WHAT YOU ARE ASKED TO DO:
Find all the lines in the material below with the word "winit", and copy them.

+++ DATA EXTRACTS +++

use std::time::Instant;

/// Monotonic millisecond clock anchored at creation.
/// Camera updates sample it once per tick.
#[derive(Debug, Clone, Copy)]
pub struct Clock {
    start: Instant,
}

impl Clock {
    /// Create new clock starting now
    pub fn new() -> Self {
        Self {
            start: Instant::now(),
        }
    }

    /// Milliseconds from clock start to `instant`; instants before the start read as zero
    pub fn millis_at(&self, instant: Instant) -> f64 {
        instant.saturating_duration_since(self.start).as_secs_f64() * 1000.0
    }

    /// Milliseconds elapsed since clock start
    pub fn now_ms(&self) -> f64 {
        self.millis_at(Instant::now())
    }
}

impl Default for Clock {
    fn default() -> Self {
        Self::new()
    }
}

#[cfg(test)]
mod tests {
    use super::*;
    use std::thread;
    use std::time::Duration;

    #[test]
    fn clock_measures_milliseconds() {
        let clock = Clock::new();

        thread::sleep(Duration::from_millis(10));
        let now = clock.now_ms();

        assert!(now >= 9.0);
    }

    #[test]
    fn clock_is_monotonic() {
        let clock = Clock::new();
        let first = clock.now_ms();
        let second = clock.now_ms();
        assert!(second >= first);
    }

    #[test]
    fn millis_at_offsets_from_start() {
        let clock = Clock::new();
        let later = clock.start + Duration::from_millis(250);
        assert_eq!(clock.millis_at(later), 250.0);
        assert_eq!(clock.millis_at(clock.start), 0.0);
    }
}
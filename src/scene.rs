use futures::channel::oneshot;
use glam::Vec3;
use std::path::PathBuf;

use crate::core::RenderPipeline;
use crate::loaders::{load_world_file, LoadError};
use crate::types::GpuVertex;

/// A world-space vertex position
pub type Vertex = Vec3;

/// Immutable triangle list; consecutive vertex triples form one triangle
#[derive(Debug, Clone, Default, PartialEq)]
pub struct Scene {
    vertices: Vec<Vertex>,
}

impl Scene {
    pub fn new(vertices: Vec<Vertex>) -> Self {
        Self { vertices }
    }

    pub fn vertices(&self) -> &[Vertex] {
        &self.vertices
    }

    pub fn vertex_count(&self) -> usize {
        self.vertices.len()
    }

    pub fn triangle_count(&self) -> usize {
        self.vertices.len() / 3
    }

    pub fn is_empty(&self) -> bool {
        self.vertices.is_empty()
    }

    /// Iterate triangles as vertex triples
    pub fn triangles(&self) -> impl Iterator<Item = [Vertex; 3]> + '_ {
        self.vertices
            .chunks_exact(3)
            .map(|tri| [tri[0], tri[1], tri[2]])
    }

    /// Flatten into the vertex buffer layout
    pub fn to_gpu_vertices(&self) -> Vec<GpuVertex> {
        self.vertices.iter().copied().map(GpuVertex::new).collect()
    }
}

/// Uploaded geometry: the backend buffer handle and how many vertices it holds
#[derive(Debug)]
pub struct UploadedScene<H> {
    pub buffer: H,
    pub vertex_count: u32,
}

enum LoadState<H> {
    Unloaded,
    Loading(oneshot::Receiver<Result<Scene, LoadError>>),
    Ready(UploadedScene<H>),
    Failed(String),
}

/// Observable load progress of a [`SceneBuffer`]
#[derive(Debug, Clone, Copy, PartialEq, Eq)]
pub enum LoadStatus<'a> {
    Unloaded,
    Loading,
    Ready,
    Failed(&'a str),
}

/// Owns the uploaded scene for the lifetime of the application.
///
/// Loading happens off the render thread; [`SceneBuffer::poll`] picks up the
/// result once per tick and performs the single upload. Until then the buffer
/// is not ready and frames are drawn empty.
pub struct SceneBuffer<H> {
    state: LoadState<H>,
}

impl<H> SceneBuffer<H> {
    pub fn new() -> Self {
        Self {
            state: LoadState::Unloaded,
        }
    }

    /// Start loading a world file in the background
    pub fn begin_load(&mut self, path: impl Into<PathBuf>) {
        let path = path.into();
        log::info!("Loading world: {:?}", path);
        self.load_with(move || load_world_file(path));
    }

    /// Start loading with an arbitrary loader running on a worker thread
    pub fn load_with<F>(&mut self, loader: F)
    where
        F: FnOnce() -> Result<Scene, LoadError> + Send + 'static,
    {
        let (sender, receiver) = oneshot::channel();

        let spawned = std::thread::Builder::new()
            .name("world-loader".into())
            .spawn(move || {
                sender.send(loader()).ok();
            });

        self.state = match spawned {
            Ok(_) => LoadState::Loading(receiver),
            Err(e) => Self::failed(format!("failed to start world loader: {e}")),
        };
    }

    /// Check for a finished load; uploads on success.
    /// Returns true on the call that made the buffer ready.
    pub fn poll<P>(&mut self, pipeline: &mut P) -> bool
    where
        P: RenderPipeline<Buffer = H>,
    {
        let outcome = match &mut self.state {
            LoadState::Loading(receiver) => receiver.try_recv(),
            _ => return false,
        };

        match outcome {
            Ok(None) => false,
            Ok(Some(Ok(scene))) => {
                self.upload(pipeline, &scene);
                true
            }
            Ok(Some(Err(e))) => {
                self.state = Self::failed(format!("{:#}", anyhow::Error::from(e)));
                false
            }
            Err(oneshot::Canceled) => {
                self.state = Self::failed(LoadError::Disconnected.to_string());
                false
            }
        }
    }

    /// Transfer the scene to backend storage once and record its vertex count
    pub fn upload<P>(&mut self, pipeline: &mut P, scene: &Scene)
    where
        P: RenderPipeline<Buffer = H>,
    {
        let buffer = pipeline.upload(scene);
        let vertex_count = scene.vertex_count() as u32;

        log::info!(
            "World ready: {} vertices, {} triangles",
            vertex_count,
            scene.triangle_count()
        );

        self.state = LoadState::Ready(UploadedScene {
            buffer,
            vertex_count,
        });
    }

    pub fn is_ready(&self) -> bool {
        matches!(self.state, LoadState::Ready(_))
    }

    pub fn uploaded(&self) -> Option<&UploadedScene<H>> {
        match &self.state {
            LoadState::Ready(uploaded) => Some(uploaded),
            _ => None,
        }
    }

    pub fn vertex_count(&self) -> Option<u32> {
        self.uploaded().map(|uploaded| uploaded.vertex_count)
    }

    pub fn status(&self) -> LoadStatus<'_> {
        match &self.state {
            LoadState::Unloaded => LoadStatus::Unloaded,
            LoadState::Loading(_) => LoadStatus::Loading,
            LoadState::Ready(_) => LoadStatus::Ready,
            LoadState::Failed(message) => LoadStatus::Failed(message),
        }
    }

    fn failed(message: String) -> LoadState<H> {
        log::error!("World load failed: {}", message);
        LoadState::Failed(message)
    }
}

impl<H> Default for SceneBuffer<H> {
    fn default() -> Self {
        Self::new()
    }
}
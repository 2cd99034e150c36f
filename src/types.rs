use glam::{Mat4, Vec3};

/// Vertex buffer element for GPU
#[repr(C)]
#[derive(Copy, Clone, Debug, PartialEq, bytemuck::Pod, bytemuck::Zeroable)]
pub struct GpuVertex {
    pub position: [f32; 3],
}

impl GpuVertex {
    pub const ATTRIBUTES: [wgpu::VertexAttribute; 1] = wgpu::vertex_attr_array![0 => Float32x3];

    pub const fn new(position: Vec3) -> Self {
        Self {
            position: [position.x, position.y, position.z],
        }
    }

    /// Vertex buffer layout matching `vs_main` in maze.wgsl
    pub fn layout() -> wgpu::VertexBufferLayout<'static> {
        wgpu::VertexBufferLayout {
            array_stride: std::mem::size_of::<GpuVertex>() as wgpu::BufferAddress,
            step_mode: wgpu::VertexStepMode::Vertex,
            attributes: &Self::ATTRIBUTES,
        }
    }
}

/// Projection and model-view matrices uniform buffer data for GPU
#[repr(C)]
#[derive(Copy, Clone, Debug, PartialEq, bytemuck::Pod, bytemuck::Zeroable)]
pub struct SceneUniforms {
    pub projection: [[f32; 4]; 4],
    pub model_view: [[f32; 4]; 4],
}

impl SceneUniforms {
    pub fn new(projection: Mat4, model_view: Mat4) -> Self {
        Self {
            projection: projection.to_cols_array_2d(),
            model_view: model_view.to_cols_array_2d(),
        }
    }
}

impl Default for SceneUniforms {
    fn default() -> Self {
        Self::new(Mat4::IDENTITY, Mat4::IDENTITY)
    }
}
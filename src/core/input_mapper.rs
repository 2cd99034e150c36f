use super::controller::{Button, Controller};
use crate::camera::MotionRates;

/// Pitch change while Page Up/Down is held, degrees per millisecond
pub const PITCH_RATE: f32 = 0.1;
/// Yaw change while turning, degrees per millisecond
pub const YAW_RATE: f32 = 0.1;
/// Walking speed, world units per millisecond
pub const WALK_SPEED: f32 = 0.003;

const LOOK_UP: &[Button] = &[Button::PageUp];
const LOOK_DOWN: &[Button] = &[Button::PageDown];
const TURN_LEFT: &[Button] = &[Button::ArrowLeft, Button::KeyA];
const TURN_RIGHT: &[Button] = &[Button::ArrowRight, Button::KeyD];
const FORWARD: &[Button] = &[Button::ArrowUp, Button::KeyW];
const BACKWARD: &[Button] = &[Button::ArrowDown, Button::KeyS];

/// Resolve one axis; the positive group wins when both are held
fn axis(controller: &dyn Controller, positive: &[Button], negative: &[Button], rate: f32) -> f32 {
    if controller.any_down(positive) {
        rate
    } else if controller.any_down(negative) {
        -rate
    } else {
        0.0
    }
}

/// Derive all three motion rates from the keys currently held
pub fn map_rates(controller: &dyn Controller) -> MotionRates {
    MotionRates {
        pitch_rate: axis(controller, LOOK_UP, LOOK_DOWN, PITCH_RATE),
        yaw_rate: axis(controller, TURN_LEFT, TURN_RIGHT, YAW_RATE),
        speed: axis(controller, FORWARD, BACKWARD, WALK_SPEED),
    }
}
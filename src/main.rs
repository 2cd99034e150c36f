use anyhow::{anyhow, Context};
use clap::Parser;
use std::sync::Arc;
use std::time::Instant;
use winit::{
    application::ApplicationHandler,
    event::*,
    event_loop::{ActiveEventLoop, ControlFlow, EventLoop},
    keyboard::{KeyCode, PhysicalKey},
    window::{Window, WindowId},
};

use maze_viewer::cli::Cli;
use maze_viewer::core::{Clock, TickScheduler, Viewport};
use maze_viewer::renderer::MazeRenderer;
use maze_viewer::AppContext;

const WINDOW_TITLE: &str = "Maze Viewer";

// === Application ===

struct App {
    cli: Cli,
    window: Option<Arc<Window>>,
    renderer: Option<MazeRenderer>,
    context: AppContext<wgpu::Buffer>,
    clock: Clock,
    scheduler: TickScheduler,
    fatal: Option<anyhow::Error>,
}

impl App {
    fn new(cli: Cli) -> Self {
        let scheduler = TickScheduler::from_millis(cli.tick_ms);
        Self {
            cli,
            window: None,
            renderer: None,
            context: AppContext::new(),
            clock: Clock::new(),
            scheduler,
            fatal: None,
        }
    }

    fn fail(&mut self, event_loop: &ActiveEventLoop, error: anyhow::Error) {
        log::error!("{:#}", error);
        eprintln!("Error: {:#}", error);
        self.fatal = Some(error);
        event_loop.exit();
    }

    fn init(&mut self, event_loop: &ActiveEventLoop) -> anyhow::Result<()> {
        let window = event_loop
            .create_window(
                Window::default_attributes()
                    .with_title(WINDOW_TITLE)
                    .with_inner_size(winit::dpi::LogicalSize::new(self.cli.width, self.cli.height)),
            )
            .context("Failed to create window")?;
        let window = Arc::new(window);

        let renderer = pollster::block_on(MazeRenderer::new(window.clone(), !self.cli.no_ui))
            .map_err(|e| anyhow!("Failed to initialize renderer: {e}"))?;

        self.context.load_world(&self.cli.world);
        self.window = Some(window);
        self.renderer = Some(renderer);
        Ok(())
    }
}

impl ApplicationHandler for App {
    fn resumed(&mut self, event_loop: &ActiveEventLoop) {
        if self.window.is_none() {
            if let Err(e) = self.init(event_loop) {
                self.fail(event_loop, e);
            }
        }
    }

    fn window_event(
        &mut self,
        event_loop: &ActiveEventLoop,
        _window_id: WindowId,
        event: WindowEvent,
    ) {
        // Let egui handle the event first
        if let Some(renderer) = &mut self.renderer {
            if renderer.handle_event(&event) {
                return;
            }
        }

        match &event {
            WindowEvent::CloseRequested
            | WindowEvent::KeyboardInput {
                event:
                    KeyEvent {
                        state: ElementState::Pressed,
                        physical_key: PhysicalKey::Code(KeyCode::Escape),
                        ..
                    },
                ..
            } => event_loop.exit(),
            WindowEvent::KeyboardInput { .. } => self.context.controller.process_event(&event),
            WindowEvent::Focused(false) => self.context.controller.release_all(),
            WindowEvent::Resized(size) => {
                if let Some(renderer) = &mut self.renderer {
                    renderer.resize(Viewport::from(*size));
                }
            }
            WindowEvent::RedrawRequested => {
                if let (Some(renderer), Some(window)) = (&mut self.renderer, &self.window) {
                    renderer.set_status(self.context.load_status());
                    let viewport = Viewport::from(window.inner_size());
                    if let Err(e) = self.context.render(renderer, viewport) {
                        log::error!("Render error: {}", e);
                    }
                }
            }
            _ => {}
        }
    }

    fn about_to_wait(&mut self, event_loop: &ActiveEventLoop) {
        let (Some(renderer), Some(window)) = (&mut self.renderer, &self.window) else {
            return;
        };

        let now = Instant::now();
        if self.scheduler.poll(now) {
            self.context.tick(self.clock.millis_at(now), renderer);
            window.request_redraw();
        }

        if let Some(deadline) = self.scheduler.next_deadline() {
            event_loop.set_control_flow(ControlFlow::WaitUntil(deadline));
        }
    }
}

fn main() -> anyhow::Result<()> {
    env_logger::init();
    let cli = Cli::parse();

    let event_loop = EventLoop::new()?;
    let mut app = App::new(cli);

    println!("Maze Viewer - Controls: arrows/WASD to walk and turn, Page Up/Down to look, Escape to quit");
    event_loop.run_app(&mut app)?;

    match app.fatal {
        Some(error) => Err(error),
        None => Ok(()),
    }
}
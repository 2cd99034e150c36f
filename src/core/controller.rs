/// Input button identifier
#[derive(Debug, Clone, Copy, PartialEq, Eq, Hash)]
pub enum Button {
    PageUp,
    PageDown,
    ArrowLeft,
    ArrowRight,
    ArrowUp,
    ArrowDown,
    KeyW,
    KeyA,
    KeyS,
    KeyD,
    Escape,
}

impl Button {
    pub const ALL: [Button; 11] = [
        Button::PageUp,
        Button::PageDown,
        Button::ArrowLeft,
        Button::ArrowRight,
        Button::ArrowUp,
        Button::ArrowDown,
        Button::KeyW,
        Button::KeyA,
        Button::KeyS,
        Button::KeyD,
        Button::Escape,
    ];
}

/// Controller - handles button input states
pub trait Controller {
    /// Check if button is currently down
    fn is_down(&self, button: Button) -> bool;

    /// Get all currently pressed buttons
    fn get_down_keys(&self) -> &[Button];

    /// True if any of the buttons is down
    fn any_down(&self, buttons: &[Button]) -> bool {
        buttons.iter().any(|&button| self.is_down(button))
    }
}
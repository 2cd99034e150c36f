use super::display_context::Viewport;
use crate::types::SceneUniforms;

/// Colour and depth every frame starts from
#[derive(Debug, Clone, Copy, PartialEq)]
pub struct ClearValues {
    pub color: [f64; 4],
    pub depth: f32,
}

impl ClearValues {
    pub const BLACK: Self = Self {
        color: [0.0, 0.0, 0.0, 1.0],
        depth: 1.0,
    };
}

/// Triangle-list draw over an uploaded buffer
#[derive(Debug)]
pub struct DrawCall<'a, B> {
    pub buffer: &'a B,
    pub vertex_count: u32,
    pub uniforms: SceneUniforms,
}

/// Commands for one frame: always a clear, and a draw once the scene is ready
#[derive(Debug)]
pub struct Frame<'a, B> {
    pub number: u64,
    pub viewport: Viewport,
    pub clear: ClearValues,
    pub draw: Option<DrawCall<'a, B>>,
}

impl<B> Frame<'_, B> {
    /// Frame that only clears
    pub fn clear_only(number: u64, viewport: Viewport) -> Self {
        Self {
            number,
            viewport,
            clear: ClearValues::BLACK,
            draw: None,
        }
    }

    pub fn has_draw(&self) -> bool {
        self.draw.is_some()
    }
}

+++

YOUR RESPONSE:
use winit::{
                    .with_inner_size(winit::dpi::LogicalSize::new(self.cli.width, self.cli.height)),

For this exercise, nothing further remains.